Sorry to post two responses - I thought I'd give counter points to the specifics above - and again this isn't the best forum to discuss these.

  • Human readable. I like human readability. DXF is fairly human readable (sort of). In the proposed system, once you have found a line it is easier to change the X coordinate. However, it is probably only a little bit easier to find a line in the proposed system than it is in a DXF. If you have a database filesystem, search would help you find it even more quickly.
  • If it can be a separate file, then that's what it should be. One should never make a blanket statement. ;) There should be a limit to granularity. Exploring those limits is an exercise to the implementor. Putting each line entity or each point entity into a separate file may be pushing the limits a bit (I know ReiserFS would love it though).
  • Fast efficient saving - No arguments here
  • Fast efficient reading - No arguments here either
  • Infinite undo. - Well - undo to what level - this only applies if each modification, no matter how small, uses a CVS commit. With this the CVS storage files would become huge over time and would be fairly slow on a remote CVS repository. Without this you get undo with steps that consist of revision saves of the entire document.
  • Changes are easily encapsulated and portable - Love this one also. Great idea. CVS is perfect for this - but is probably pretty good for DXF as well.
  • Full version tagging and release management - Plain text DXF or drawingXML would offer the same features.
  • Embedded resources are kept external - XREF's in drawings already are - same with raster image data.
  • Fine-grained permissions system - Already have this with external references - The proposed system gives you granularity to the line level (which is probably extreme) - Any inserted block that you would want permissions on may already be an XREF anyway and could have permissions control.
  • Platform-independent data - Any plaintext version or database backend could be this way.
  • Object-oriented data - Existing CAD systems already are - to the extent that you use the object oriented nature of blocks.

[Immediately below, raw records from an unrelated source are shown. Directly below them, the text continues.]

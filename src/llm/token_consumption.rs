use std::sync::Arc;

use chrono::Utc;
use tracing::{error, warn};

use crate::models::TokenEvent;

use super::provider::TokenUsage;
use super::quota::QuotaService;
use crate::db::Db;

/// Persists every LLM invocation's usage and, if a quota service is wired
/// in, routes the computed cost into quota enforcement — mirroring the
/// import-time coupling the source system does lazily inside
/// `record_event` to avoid a hard dependency cycle.
pub struct TokenConsumptionService {
    db: Db,
    quota_service: Option<Arc<QuotaService>>,
}

impl TokenConsumptionService {
    pub fn new(db: Db, quota_service: Option<Arc<QuotaService>>) -> Self {
        TokenConsumptionService { db, quota_service }
    }

    #[allow(clippy::too_many_arguments)]
    pub async fn record_event(
        &self,
        user_id: &str,
        bot_id: &str,
        feature_name: &str,
        provider_name: &str,
        model: &str,
        usage: TokenUsage,
        config_tier: &str,
    ) {
        let cost = self
            .quota_service
            .as_ref()
            .map(|q| q.calculate_cost(usage.input_tokens, usage.output_tokens, config_tier, usage.cached_input_tokens))
            .unwrap_or(0.0);

        let event = TokenEvent {
            timestamp: Utc::now(),
            user_id: user_id.to_string(),
            bot_id: bot_id.to_string(),
            feature_name: feature_name.to_string(),
            provider_name: provider_name.to_string(),
            model: model.to_string(),
            input_tokens: usage.input_tokens,
            cached_input_tokens: usage.cached_input_tokens,
            output_tokens: usage.output_tokens,
            config_tier: config_tier.to_string(),
            cost_dollars: cost,
        };

        if let Err(e) = self.db.token_consumption.insert_one(&event).await {
            error!(user_id, bot_id, "failed to record token consumption event: {e}");
            return;
        }

        if let Some(quota_service) = &self.quota_service {
            if let Err(e) = quota_service.update_user_usage(user_id, cost).await {
                error!(user_id, "failed to update quota usage: {e}");
            }
        } else {
            warn!(user_id, "quota service not wired in, cost not tracked");
        }
    }
}
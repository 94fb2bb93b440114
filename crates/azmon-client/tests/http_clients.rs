//! End-to-end client tests against a local mock of the Azure endpoints.

use std::sync::Arc;
use std::sync::atomic::{AtomicUsize, Ordering};
use std::time::Duration;

use axum::extract::{Path, Query, State};
use axum::http::{HeaderMap, StatusCode};
use axum::response::IntoResponse;
use axum::routing::{get, post};
use axum::{Json, Router};
use azmon_client::*;
use azmon_core::QueryOptions;
use serde_json::{Value, json};

async fn spawn(router: Router) -> String {
    let listener = tokio::net::TcpListener::bind("127.0.0.1:0").await.unwrap();
    let addr = listener.local_addr().unwrap();
    tokio::spawn(async move {
        axum::serve(listener, router).await.unwrap();
    });
    format!("http://{addr}")
}

fn authorized(headers: &HeaderMap) -> bool {
    headers
        .get("authorization")
        .and_then(|v| v.to_str().ok())
        .is_some_and(|v| v == "Bearer test-token")
}

async fn resource_graph(headers: HeaderMap, Json(body): Json<Value>) -> impl IntoResponse {
    if !authorized(&headers) {
        return (
            StatusCode::UNAUTHORIZED,
            [("x-ms-user-quota-remaining", "QueriesPerHour:0")],
            Json(json!({"error": {"code": "InvalidAuthenticationToken", "message": "no token"}})),
        );
    }
    let page = body["options"]["$skipToken"].as_str().unwrap_or("");
    let response = if page.is_empty() {
        json!({
            "totalRecords": 2, "count": 1, "resultTruncated": "false", "$skipToken": "page2",
            "data": [{"id": "/r/1", "subscriptionId": "s1", "location": "westeurope"}]
        })
    } else {
        json!({
            "totalRecords": 2, "count": 1, "resultTruncated": "false",
            "data": [{"id": "/r/2", "subscriptionId": "s1", "location": "westeurope"}]
        })
    };
    (
        StatusCode::OK,
        [("x-ms-user-quota-remaining", "QueriesPerHour:496,QueriesPerMin:37")],
        Json(response),
    )
}

async fn metrics_batch(
    Path((sub, action)): Path<(String, String)>,
    Query(params): Query<Vec<(String, String)>>,
    Json(body): Json<Value>,
) -> impl IntoResponse {
    assert_eq!(action, "metrics:getBatch");
    let param = |k: &str| {
        params
            .iter()
            .find(|(key, _)| key == k)
            .map(|(_, v)| v.clone())
            .unwrap_or_default()
    };
    let ids = body["resourceids"].as_array().cloned().unwrap_or_default();
    let values: Vec<Value> = ids
        .iter()
        .map(|id| {
            json!({
                "namespace": param("metricnamespace"),
                "resourceregion": "westeurope",
                "resourceid": id,
                "value": [{
                    "name": {"value": param("metricnames"), "localizedValue": param("metricnames")},
                    "displayDescription": format!("sub {sub}, aggregation {}", param("aggregation")),
                    "errorCode": "Success",
                    "unit": "Count",
                    "timeseries": [{"metadatavalues": [], "data": [
                        {"timeStamp": "2024-01-01T00:00:00Z", "average": 1.0}
                    ]}]
                }]
            })
        })
        .collect();
    (
        [("x-ms-ratelimit-remaining-subscription-reads", "11999")],
        Json(json!({ "values": values })),
    )
}

async fn subscriptions(Query(params): Query<Vec<(String, String)>>, headers: HeaderMap) -> Json<Value> {
    let host = headers
        .get("host")
        .and_then(|v| v.to_str().ok())
        .unwrap_or_default()
        .to_string();
    if params.iter().any(|(k, _)| k == "page") {
        Json(json!({"value": [{"subscriptionId": "s2"}]}))
    } else {
        Json(json!({
            "value": [{"subscriptionId": "s1", "displayName": "one"}],
            "nextLink": format!("http://{host}/subscriptions?api-version=2022-12-01&page=2")
        }))
    }
}

async fn slow() -> Json<Value> {
    tokio::time::sleep(Duration::from_secs(5)).await;
    Json(json!({}))
}

fn mock() -> Router {
    Router::new()
        .route("/providers/Microsoft.ResourceGraph/resources", post(resource_graph))
        .route("/subscriptions/{sub}/{action}", post(metrics_batch))
        .route("/subscriptions", get(subscriptions))
}

fn transport(token: StaticToken, recorder: &Arc<RateLimitRecorder>) -> Transport {
    Transport::new(Transport::default_http_client().unwrap(), Arc::new(token)).with_recorder(recorder.clone())
}

fn deadline() -> Deadline {
    Deadline::after(Duration::from_secs(5))
}

#[tokio::test]
async fn resource_graph_pages_and_records_quota() {
    let base = spawn(mock()).await;
    let recorder = Arc::new(RateLimitRecorder::new());
    let client = ResourceGraphClient::new(transport(StaticToken::new("test-token"), &recorder), &base).unwrap();

    let first = client
        .query(&QueryRequest::new("Resources", vec!["s1".into()], None), deadline())
        .await
        .unwrap();
    assert_eq!(first.count, Some(1));
    assert_eq!(first.result_truncated, Some(ResultTruncated::False));
    assert_eq!(first.skip_token.as_deref(), Some("page2"));

    let second = client
        .query(&QueryRequest::new("Resources", vec!["s1".into()], first.skip_token), deadline())
        .await
        .unwrap();
    assert!(second.skip_token.is_none());
    assert_eq!(second.data.unwrap()[0]["id"], "/r/2");

    assert_eq!(recorder.quota("127.0.0.1", "", "resourcegraph", "quota.QueriesPerMin"), Some(37.0));
    assert!(recorder.render_prometheus().contains(r#"azurerm_api_http_request_duration_seconds_count{code="200",method="POST"} 2"#));
}

#[tokio::test]
async fn api_error_envelope_mapped() {
    let base = spawn(mock()).await;
    let recorder = Arc::new(RateLimitRecorder::new());
    let client = ResourceGraphClient::new(transport(StaticToken::anonymous(), &recorder), &base).unwrap();

    let err = client
        .query(&QueryRequest::new("Resources", vec![], None), deadline())
        .await
        .unwrap_err();
    match err {
        ClientError::Api { status, code, .. } => {
            assert_eq!(status, 401);
            assert_eq!(code, "InvalidAuthenticationToken");
        }
        other => panic!("unexpected error: {other:?}"),
    }
    assert!(recorder.render_prometheus().contains(r#"code="401""#));
}

#[tokio::test]
async fn metrics_batch_sends_ids_and_options() {
    let base = spawn(mock()).await;
    let recorder = Arc::new(RateLimitRecorder::new());
    let factory = HttpMetricsFactory::new(
        transport(StaticToken::new("test-token"), &recorder),
        format!("{base}/?region={{region}}"),
    );
    let client = factory.build("westeurope").unwrap();

    let query = MetricsQuery {
        subscription_id: "s1".into(),
        metric_namespace: "Microsoft.Compute/virtualMachines".into(),
        metric_names: vec!["VmAvailabilityMetric".into()],
        resource_ids: vec!["/r/1".into(), "/r/2".into()],
        options: QueryOptions {
            aggregation: Some("average".into()),
            ..Default::default()
        },
    };
    let results = client.query_resources(&query, deadline()).await.unwrap();

    assert_eq!(results.values.len(), 2);
    let metric = &results.values[1].values[0];
    assert_eq!(results.values[1].resourceid, "/r/2");
    assert_eq!(metric.name.value, "VmAvailabilityMetric");
    assert_eq!(metric.display_description, "sub s1, aggregation average");
    assert_eq!(metric.timeseries[0].data[0].average, Some(1.0));

    assert_eq!(recorder.quota("127.0.0.1", "s1", "subscription", "reads"), Some(11999.0));
}

#[tokio::test]
async fn subscriptions_follow_next_link() {
    let base = spawn(mock()).await;
    let recorder = Arc::new(RateLimitRecorder::new());
    let client = SubscriptionsClient::new(transport(StaticToken::new("test-token"), &recorder), &base).unwrap();

    let ids = client.list_ids(deadline()).await.unwrap();
    assert_eq!(ids, vec!["s1", "s2"]);
}

#[tokio::test]
async fn slow_upstream_hits_deadline() {
    let base = spawn(Router::new().route("/providers/Microsoft.ResourceGraph/resources", post(slow))).await;
    let recorder = Arc::new(RateLimitRecorder::new());
    let client = ResourceGraphClient::new(transport(StaticToken::anonymous(), &recorder), &base).unwrap();

    let err = client
        .query(
            &QueryRequest::new("Resources", vec![], None),
            Deadline::after(Duration::from_millis(200)),
        )
        .await
        .unwrap_err();
    assert!(matches!(err, ClientError::DeadlineExceeded));
}

/// Answers the first `failures` calls with `status` and `Retry-After`, then 200.
#[derive(Clone)]
struct Flaky {
    calls: Arc<AtomicUsize>,
    failures: usize,
    status: StatusCode,
    retry_after: &'static str,
}

impl Flaky {
    fn new(failures: usize, status: StatusCode, retry_after: &'static str) -> Self {
        Self {
            calls: Arc::new(AtomicUsize::new(0)),
            failures,
            status,
            retry_after,
        }
    }

    fn calls(&self) -> usize {
        self.calls.load(Ordering::SeqCst)
    }
}

async fn flaky_resource_graph(State(flaky): State<Flaky>) -> impl IntoResponse {
    let call = flaky.calls.fetch_add(1, Ordering::SeqCst);
    if call < flaky.failures {
        return (
            flaky.status,
            [("retry-after", flaky.retry_after)],
            Json(json!({"error": {"code": "TooManyRequests", "message": "slow down"}})),
        );
    }
    (
        StatusCode::OK,
        [("retry-after", "0")],
        Json(json!({"totalRecords": 0, "count": 0, "resultTruncated": "false", "data": []})),
    )
}

async fn flaky_client(flaky: &Flaky, recorder: &Arc<RateLimitRecorder>) -> ResourceGraphClient {
    let router = Router::new()
        .route("/providers/Microsoft.ResourceGraph/resources", post(flaky_resource_graph))
        .with_state(flaky.clone());
    let base = spawn(router).await;
    ResourceGraphClient::new(transport(StaticToken::anonymous(), recorder), &base).unwrap()
}

#[tokio::test]
async fn throttled_call_is_retried() {
    let flaky = Flaky::new(1, StatusCode::TOO_MANY_REQUESTS, "0");
    let recorder = Arc::new(RateLimitRecorder::new());
    let client = flaky_client(&flaky, &recorder).await;

    let response = client
        .query(&QueryRequest::new("Resources", vec![], None), deadline())
        .await
        .unwrap();

    assert_eq!(response.count, Some(0));
    assert_eq!(flaky.calls(), 2);
    let out = recorder.render_prometheus();
    assert!(out.contains(r#"azurerm_api_http_request_duration_seconds_count{code="429",method="POST"} 1"#));
    assert!(out.contains(r#"azurerm_api_http_request_duration_seconds_count{code="200",method="POST"} 1"#));
}

#[tokio::test]
async fn retries_are_bounded() {
    let flaky = Flaky::new(usize::MAX, StatusCode::SERVICE_UNAVAILABLE, "0");
    let recorder = Arc::new(RateLimitRecorder::new());
    let client = flaky_client(&flaky, &recorder).await;

    let err = client
        .query(&QueryRequest::new("Resources", vec![], None), deadline())
        .await
        .unwrap_err();

    assert!(matches!(err, ClientError::Api { status: 503, .. }));
    assert_eq!(flaky.calls(), MAX_ATTEMPTS as usize);
}

#[tokio::test]
async fn retry_wait_past_deadline_is_skipped() {
    let flaky = Flaky::new(1, StatusCode::TOO_MANY_REQUESTS, "60");
    let recorder = Arc::new(RateLimitRecorder::new());
    let client = flaky_client(&flaky, &recorder).await;

    let err = client
        .query(&QueryRequest::new("Resources", vec![], None), deadline())
        .await
        .unwrap_err();

    match err {
        ClientError::Api { status, code, .. } => {
            assert_eq!(status, 429);
            assert_eq!(code, "TooManyRequests");
        }
        other => panic!("unexpected error: {other:?}"),
    }
    assert_eq!(flaky.calls(), 1);
}

#[tokio::test]
async fn client_errors_are_not_retried() {
    let flaky = Flaky::new(1, StatusCode::BAD_REQUEST, "0");
    let recorder = Arc::new(RateLimitRecorder::new());
    let client = flaky_client(&flaky, &recorder).await;

    let err = client
        .query(&QueryRequest::new("Resources", vec![], None), deadline())
        .await
        .unwrap_err();

    assert!(matches!(err, ClientError::Api { status: 400, .. }));
    assert_eq!(flaky.calls(), 1);
}
//! HTTP handlers.

use axum::extract::{Query, State};
use axum::http::header::CONTENT_TYPE;
use axum::http::{HeaderMap, StatusCode};
use axum::response::{IntoResponse, Response};
use azmon_core::ProbeConfig;
use azmon_probe::exposition::{self, render};
use azmon_probe::{Probe, SCRAPE_TIMEOUT_HEADER, Sample};
use tracing::{Instrument, info_span, warn};

use crate::ApiState;

const BUILD_VERSION: &str = env!("CARGO_PKG_VERSION");

/// GET /probe
pub async fn probe(
    State(state): State<ApiState>,
    headers: HeaderMap,
    Query(pairs): Query<Vec<(String, String)>>,
) -> Response {
    let config = match ProbeConfig::from_query_pairs(pairs) {
        Ok(config) => config,
        Err(e) => {
            warn!(err = %e, "rejected probe request");
            return (StatusCode::BAD_REQUEST, e.to_string()).into_response();
        }
    };

    let span = info_span!("probe", resource_type = %config.resource_type);
    let timeout_header = headers
        .get(SCRAPE_TIMEOUT_HEADER)
        .and_then(|v| v.to_str().ok());
    let probe = Probe::new(state.services.clone(), config, timeout_header);

    let mut samples: Vec<Sample> = Vec::new();
    probe.collect(&mut samples).instrument(span).await;

    (
        StatusCode::OK,
        [(CONTENT_TYPE, exposition::CONTENT_TYPE)],
        render(&samples),
    )
        .into_response()
}

/// GET /metrics
pub async fn self_metrics(State(state): State<ApiState>) -> impl IntoResponse {
    let mut body = String::new();
    body.push_str("# HELP azmon_build_info Build information of the running exporter.\n");
    body.push_str("# TYPE azmon_build_info gauge\n");
    body.push_str(&format!("azmon_build_info{{version=\"{BUILD_VERSION}\"}} 1\n"));
    body.push_str(&state.recorder.render_prometheus());

    (StatusCode::OK, [(CONTENT_TYPE, exposition::CONTENT_TYPE)], body)
}

/// GET /healthz
pub async fn healthz() -> &'static str {
    "ok"
}
//! In-memory fakes of the API traits.

use std::collections::VecDeque;
use std::sync::atomic::{AtomicUsize, Ordering};
use std::sync::{Arc, Mutex};

use azmon_client::metrics::{
    LocalizableString, MetadataValue, Metric, MetricData, MetricValue, TimeSeries,
};
use azmon_client::{
    ApiFuture, ClientError, ClientResult, Deadline, InventoryApi, MetricResults, MetricsApi,
    MetricsApiFactory, MetricsQuery, QueryRequest, QueryResponse,
};
use chrono::{DateTime, TimeZone, Utc};

/// Replays scripted inventory responses and records every request.
pub struct FakeInventory {
    responses: Mutex<VecDeque<ClientResult<QueryResponse>>>,
    repeat: Option<QueryResponse>,
    requests: Mutex<Vec<QueryRequest>>,
}

impl FakeInventory {
    pub fn new(responses: Vec<ClientResult<QueryResponse>>) -> Self {
        Self {
            responses: Mutex::new(responses.into()),
            repeat: None,
            requests: Mutex::new(Vec::new()),
        }
    }

    /// Answer every request with `response`.
    pub fn repeating(response: QueryResponse) -> Self {
        Self {
            repeat: Some(response),
            ..Self::new(Vec::new())
        }
    }

    pub fn requests(&self) -> Vec<QueryRequest> {
        self.requests.lock().unwrap().clone()
    }

    pub fn calls(&self) -> usize {
        self.requests.lock().unwrap().len()
    }
}

impl InventoryApi for FakeInventory {
    fn query<'a>(&'a self, request: &'a QueryRequest, _deadline: Deadline) -> ApiFuture<'a, QueryResponse> {
        self.requests.lock().unwrap().push(request.clone());
        let next = self.responses.lock().unwrap().pop_front();
        let result = match (next, &self.repeat) {
            (Some(result), _) => result,
            (None, Some(response)) => Ok(response.clone()),
            (None, None) => Err(ClientError::Api {
                status: 500,
                code: "Exhausted".into(),
                message: "no scripted response left".into(),
            }),
        };
        Box::pin(async move { result })
    }
}

type Responder = dyn Fn(&MetricsQuery) -> ClientResult<MetricResults> + Send + Sync;

/// Metrics API answering through a closure and recording every batch.
pub struct FakeMetrics {
    respond: Box<Responder>,
    queries: Mutex<Vec<MetricsQuery>>,
}

impl FakeMetrics {
    pub fn new(respond: impl Fn(&MetricsQuery) -> ClientResult<MetricResults> + Send + Sync + 'static) -> Self {
        Self {
            respond: Box::new(respond),
            queries: Mutex::new(Vec::new()),
        }
    }

    pub fn queries(&self) -> Vec<MetricsQuery> {
        self.queries.lock().unwrap().clone()
    }

    pub fn batch_sizes(&self) -> Vec<usize> {
        self.queries
            .lock()
            .unwrap()
            .iter()
            .map(|q| q.resource_ids.len())
            .collect()
    }
}

impl MetricsApi for FakeMetrics {
    fn query_resources<'a>(&'a self, query: &'a MetricsQuery, _deadline: Deadline) -> ApiFuture<'a, MetricResults> {
        self.queries.lock().unwrap().push(query.clone());
        let result = (self.respond)(query);
        Box::pin(async move { result })
    }
}

/// Hands out one shared [`FakeMetrics`] for every region and counts builds.
pub struct FakeFactory {
    pub metrics: Arc<FakeMetrics>,
    builds: AtomicUsize,
    fail_region: Option<String>,
}

impl FakeFactory {
    pub fn new(metrics: Arc<FakeMetrics>) -> Self {
        Self {
            metrics,
            builds: AtomicUsize::new(0),
            fail_region: None,
        }
    }

    /// Fail construction for `region`.
    pub fn failing_for(mut self, region: &str) -> Self {
        self.fail_region = Some(region.to_string());
        self
    }

    pub fn builds(&self) -> usize {
        self.builds.load(Ordering::SeqCst)
    }
}

impl MetricsApiFactory for FakeFactory {
    fn build(&self, region: &str) -> ClientResult<Arc<dyn MetricsApi>> {
        self.builds.fetch_add(1, Ordering::SeqCst);
        if self.fail_region.as_deref() == Some(region) {
            return Err(ClientError::InvalidEndpoint {
                endpoint: format!("https://{region}.invalid"),
                reason: "rejected by test".into(),
            });
        }
        Ok(self.metrics.clone())
    }
}

pub fn ts(minute: u32) -> Option<DateTime<Utc>> {
    Utc.with_ymd_and_hms(2024, 1, 1, 0, minute, 0).single()
}

pub fn point(minute: u32, average: Option<f64>) -> MetricValue {
    MetricValue {
        time_stamp: ts(minute),
        average,
        ..Default::default()
    }
}

pub fn metric(name: &str, unit: &str, series: Vec<TimeSeries>) -> Metric {
    Metric {
        id: format!("metric/{name}"),
        name: LocalizableString {
            value: name.to_string(),
            localized_value: format!("{name} (localized)"),
        },
        display_description: format!("{name} description"),
        error_code: Some("Success".into()),
        error_message: None,
        unit: unit.to_string(),
        timeseries: series,
    }
}

pub fn series(metadata: &[(&str, &str)], data: Vec<MetricValue>) -> TimeSeries {
    TimeSeries {
        metadatavalues: metadata
            .iter()
            .map(|(name, value)| MetadataValue {
                name: LocalizableString {
                    value: name.to_string(),
                    localized_value: name.to_string(),
                },
                value: value.to_string(),
            })
            .collect(),
        data,
    }
}

pub fn resource(namespace: &str, region: &str, id: &str, metrics: Vec<Metric>) -> MetricData {
    MetricData {
        namespace: namespace.to_string(),
        resourceregion: region.to_string(),
        resourceid: id.to_string(),
        values: metrics,
        ..Default::default()
    }
}
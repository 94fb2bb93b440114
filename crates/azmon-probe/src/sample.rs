//! Samples produced by a probe and the sink they are pushed into.

use std::collections::BTreeMap;

use azmon_core::Aggregation;

/// Label name → value, sorted by name.
pub type Labels = BTreeMap<String, String>;

/// Source identity of a gauge synthesized from metric data.
#[derive(Debug, Clone, PartialEq, Eq)]
pub struct MetricIdentity {
    pub namespace: String,
    pub metric: String,
    pub aggregation: Aggregation,
    pub unit: String,
}

#[derive(Debug, Clone, PartialEq)]
pub struct Gauge {
    pub name: String,
    pub help: String,
    pub labels: Labels,
    pub value: f64,
    /// `None` for meta-metrics such as scrape duration.
    pub identity: Option<MetricIdentity>,
}

impl Gauge {
    pub fn new(name: impl Into<String>, help: impl Into<String>, labels: Labels, value: f64) -> Self {
        Self {
            name: name.into(),
            help: help.into(),
            labels,
            value,
            identity: None,
        }
    }

    pub fn with_identity(mut self, identity: MetricIdentity) -> Self {
        self.identity = Some(identity);
        self
    }

    pub fn label(&self, name: &str) -> Option<&str> {
        self.labels.get(name).map(String::as_str)
    }
}

/// One output of a probe.
#[derive(Debug, Clone, PartialEq)]
pub enum Sample {
    Gauge(Gauge),
    /// A phase failure, rendered as a comment line.
    Invalid(String),
}

impl Sample {
    pub fn as_gauge(&self) -> Option<&Gauge> {
        match self {
            Sample::Gauge(g) => Some(g),
            Sample::Invalid(_) => None,
        }
    }
}

/// Receives samples as a probe produces them.
pub trait SampleSink {
    fn push(&mut self, sample: Sample);

    fn gauge(&mut self, gauge: Gauge) {
        self.push(Sample::Gauge(gauge));
    }

    fn invalid(&mut self, message: String) {
        self.push(Sample::Invalid(message));
    }
}

impl SampleSink for Vec<Sample> {
    fn push(&mut self, sample: Sample) {
        Vec::push(self, sample);
    }
}
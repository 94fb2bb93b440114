//! Subscription listing, used at startup to build the fallback list.

use reqwest::Url;
use serde::Deserialize;
use tracing::debug;

use crate::deadline::Deadline;
use crate::error::{ClientError, ClientResult};
use crate::transport::Transport;

pub const SUBSCRIPTIONS_API_VERSION: &str = "2022-12-01";
pub const DEFAULT_MANAGEMENT_ENDPOINT: &str = "https://management.azure.com";

#[derive(Debug, Deserialize)]
#[serde(rename_all = "camelCase")]
struct SubscriptionPage {
    #[serde(default)]
    value: Vec<Subscription>,
    #[serde(default)]
    next_link: Option<String>,
}

/// A subscription visible to the caller.
#[derive(Debug, Clone, PartialEq, Eq, Deserialize)]
#[serde(rename_all = "camelCase")]
pub struct Subscription {
    pub subscription_id: String,
    #[serde(default)]
    pub display_name: Option<String>,
    #[serde(default)]
    pub state: Option<String>,
}

#[derive(Clone)]
pub struct SubscriptionsClient {
    transport: Transport,
    url: Url,
}

impl SubscriptionsClient {
    pub fn new(transport: Transport, management_endpoint: &str) -> ClientResult<Self> {
        let mut url = Url::parse(management_endpoint).map_err(|e| ClientError::InvalidEndpoint {
            endpoint: management_endpoint.to_string(),
            reason: e.to_string(),
        })?;
        url.set_path("/subscriptions");
        url.set_query(Some(&format!("api-version={SUBSCRIPTIONS_API_VERSION}")));
        Ok(Self { transport, url })
    }

    /// All subscriptions, following `nextLink` until exhausted.
    pub async fn list(&self, deadline: Deadline) -> ClientResult<Vec<Subscription>> {
        let mut subscriptions = Vec::new();
        let mut next = Some(self.url.clone());

        while let Some(url) = next.take() {
            let page: SubscriptionPage = self
                .transport
                .send_json(self.transport.client().get(url), deadline)
                .await?;
            debug!(count = page.value.len(), "subscription page");
            subscriptions.extend(page.value);

            next = match page.next_link.filter(|l| !l.is_empty()) {
                Some(link) => Some(Url::parse(&link).map_err(|e| ClientError::InvalidEndpoint {
                    endpoint: link.clone(),
                    reason: e.to_string(),
                })?),
                None => None,
            };
        }

        Ok(subscriptions)
    }

    /// Subscription IDs only.
    pub async fn list_ids(&self, deadline: Deadline) -> ClientResult<Vec<String>> {
        Ok(self
            .list(deadline)
            .await?
            .into_iter()
            .map(|s| s.subscription_id)
            .collect())
    }
}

I am not writing this to discourage the use of the proposed system - it is a very well thought out and useful system and I find it intriguing and kind of cool. But I am suggesting that the features it offers can already be found in many of the existing CAD file formats. I would consider this "just another CAD format," or maybe "just a better-than-most CAD format." It is a good one, but any CAD program will operate independent of the file format. Features of the format are just gravy.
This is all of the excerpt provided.